# DATA
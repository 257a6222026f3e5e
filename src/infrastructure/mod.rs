//! Concrete adapters implementing `domain::ports` traits, plus the
//! ambient stack (config loading, logging, credentials, persistence).

pub mod config;
pub mod credentials;
pub mod forge;
pub mod llm;
pub mod logging;
pub mod persistence;
//! Rate Limiter (C1, `spec.md` §4.1). Every write the core performs against
//! the forge goes through `check` first and is recorded with `record`
//! afterwards. All counters are computed by scanning the Rate-Limit Event
//! ring buffer rather than kept as separate running totals, so they are
//! always recomputable from the log (`spec.md` §6) and never drift from it.
//!
//! Grounded on the teacher's `infrastructure/claude/rate_limiter.rs`
//! (`TokenBucketRateLimiter`), generalized from a single blocking token
//! bucket into a non-blocking multi-window admission check, because the
//! core never wants to sleep inside a forge call — it wants a same-tick
//! `Allow`/`Deny` verdict it can act on (skip, retry later, escalate).

use std::collections::hash_map::DefaultHasher;
use std::collections::VecDeque;
use std::hash::{Hash, Hasher};
use std::sync::atomic::{AtomicU32, Ordering};
use std::sync::Arc;

use chrono::{DateTime, Duration as ChronoDuration, Utc};
use tokio::sync::RwLock;

use crate::domain::models::config::{OpWindowLimits, RateLimitConfig};
use crate::domain::models::{OpKind, RateLimitEvent};
use crate::domain::ports::Clock;
use crate::infrastructure::persistence::RateLogMirror;

#[derive(Debug, Clone, PartialEq, Eq)]
pub enum Decision {
    Allow,
    Deny {
        reason: String,
        retry_after_secs: Option<u64>,
    },
}

impl Decision {
    pub fn is_allow(&self) -> bool {
        matches!(self, Decision::Allow)
    }
}

#[derive(Debug, Clone, Default)]
pub struct RateLimiterStats {
    pub events_in_log: usize,
    pub forge_remaining: u32,
    pub forge_limit: u32,
}

pub struct RateLimiter {
    config: RateLimitConfig,
    clock: Arc<dyn Clock>,
    events: RwLock<VecDeque<RateLimitEvent>>,
    mirror: RateLogMirror,
    forge_remaining: AtomicU32,
    forge_limit: AtomicU32,
}

fn digest(content: &str) -> String {
    let mut hasher = DefaultHasher::new();
    content.hash(&mut hasher);
    format!("{:016x}", hasher.finish())
}

impl RateLimiter {
    pub fn new(config: RateLimitConfig, clock: Arc<dyn Clock>, mirror: RateLogMirror) -> Self {
        Self {
            config,
            clock,
            events: RwLock::new(VecDeque::new()),
            mirror,
            forge_remaining: AtomicU32::new(u32::MAX),
            forge_limit: AtomicU32::new(u32::MAX),
        }
    }

    /// Called by C2 after each forge response carries fresh rate-limit
    /// headers, so the safety-threshold check stays current without polling.
    pub fn update_forge_budget(&self, remaining: u32, limit: u32) {
        self.forge_remaining.store(remaining, Ordering::Relaxed);
        self.forge_limit.store(limit, Ordering::Relaxed);
    }

    pub async fn check(&self, op_kind: OpKind, target: &str, content: &str) -> Decision {
        let now = self.clock.now();
        let remaining = self.forge_remaining.load(Ordering::Relaxed);
        if remaining <= self.config.forge_budget_safety_threshold {
            return Decision::Deny {
                reason: format!(
                    "forge budget near exhaustion: {remaining} remaining (safety threshold {})",
                    self.config.forge_budget_safety_threshold
                ),
                retry_after_secs: None,
            };
        }

        if !op_kind.is_write() {
            // Reads only consult the forge-budget safety threshold above.
            return Decision::Allow;
        }

        let events = self.events.read().await;
        let limits = self.config.limits_for(op_kind);

        if let Some(last) = events
            .iter()
            .rev()
            .find(|e| e.op_kind == op_kind && e.success)
        {
            let elapsed = (now - last.timestamp).num_seconds().max(0) as u64;
            if elapsed < limits.cooldown_secs {
                return Decision::Deny {
                    reason: format!("cooldown active for {op_kind:?}"),
                    retry_after_secs: Some(limits.cooldown_secs - elapsed),
                };
            }
        }

        let minute_count = count_since(&events, now, ChronoDuration::seconds(60), |e| {
            e.success && e.op_kind == op_kind
        });
        if minute_count >= limits.per_minute {
            return Decision::Deny {
                reason: format!("{op_kind:?} rate exceeded: {minute_count}/min"),
                retry_after_secs: Some(60),
            };
        }

        let hour_count = count_since(&events, now, ChronoDuration::hours(1), |e| {
            e.success && e.op_kind == op_kind
        });
        if hour_count >= limits.per_hour {
            return Decision::Deny {
                reason: format!("{op_kind:?} hourly budget exceeded: {hour_count}/hr"),
                retry_after_secs: Some(3600),
            };
        }

        let day_count = count_since(&events, now, ChronoDuration::days(1), |e| {
            e.success && e.op_kind == op_kind
        });
        if day_count >= limits.per_day {
            return Decision::Deny {
                reason: format!("{op_kind:?} daily budget exceeded: {day_count}/day"),
                retry_after_secs: Some(86_400),
            };
        }

        let burst_window = ChronoDuration::seconds(self.config.burst_window_secs as i64);
        let burst_count = count_since(&events, now, burst_window, |e| e.success);
        if burst_count >= self.config.burst_cap {
            return Decision::Deny {
                reason: format!("burst cap exceeded: {burst_count}/{}s", self.config.burst_window_secs),
                retry_after_secs: Some(self.config.burst_window_secs),
            };
        }

        let content_digest = digest(content);
        let dup_window = ChronoDuration::seconds(self.config.duplicate_window_secs as i64);
        let dup_count = count_since(&events, now, dup_window, |e| {
            e.success && e.target == target && e.content_digest == content_digest
        });
        if dup_count >= self.config.max_duplicate_operations {
            return Decision::Deny {
                reason: format!("duplicate operation on {target} seen {dup_count} times"),
                retry_after_secs: None,
            };
        }

        Decision::Allow
    }

    /// Idempotency sentinel for create-comment/create-label (`spec.md`
    /// §4.2): `true` if a *successful* write with this exact op-kind,
    /// target, and content digest already appears in the log, regardless
    /// of window — the caller should treat the write as already done and
    /// skip it rather than retry it.
    pub async fn already_succeeded(&self, op_kind: OpKind, target: &str, content: &str) -> bool {
        let content_digest = digest(content);
        self.events
            .read()
            .await
            .iter()
            .any(|e| e.success && e.op_kind == op_kind && e.target == target && e.content_digest == content_digest)
    }

    /// Always appends, whether the caller's check was `Allow` or it went
    /// ahead anyway (e.g. recording a failed attempt for diagnostics).
    pub async fn record(&self, op_kind: OpKind, target: &str, content: &str, success: bool) {
        let event = RateLimitEvent {
            timestamp: self.clock.now(),
            op_kind,
            target: target.to_string(),
            content_digest: digest(content),
            success,
        };

        if let Err(err) = self.mirror.append(&event) {
            tracing::warn!(error = %err, "rate log mirror append failed");
        }

        let mut events = self.events.write().await;
        events.push_back(event);
        while events.len() > self.config.event_log_capacity {
            events.pop_front();
        }
    }

    pub async fn stats(&self) -> RateLimiterStats {
        let events = self.events.read().await;
        RateLimiterStats {
            events_in_log: events.len(),
            forge_remaining: self.forge_remaining.load(Ordering::Relaxed),
            forge_limit: self.forge_limit.load(Ordering::Relaxed),
        }
    }
}

fn count_since(
    events: &VecDeque<RateLimitEvent>,
    now: DateTime<Utc>,
    window: ChronoDuration,
    pred: impl Fn(&RateLimitEvent) -> bool,
) -> u32 {
    let cutoff = now - window;
    events
        .iter()
        .filter(|e| e.timestamp > cutoff && pred(e))
        .count() as u32
}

# DIRECTIONS
If a line in the records above has the word "pred", copy it.

# ANSWER TO THE EXERCISE
    pred: impl Fn(&RateLimitEvent) -> bool,
        .filter(|e| e.timestamp > cutoff && pred(e))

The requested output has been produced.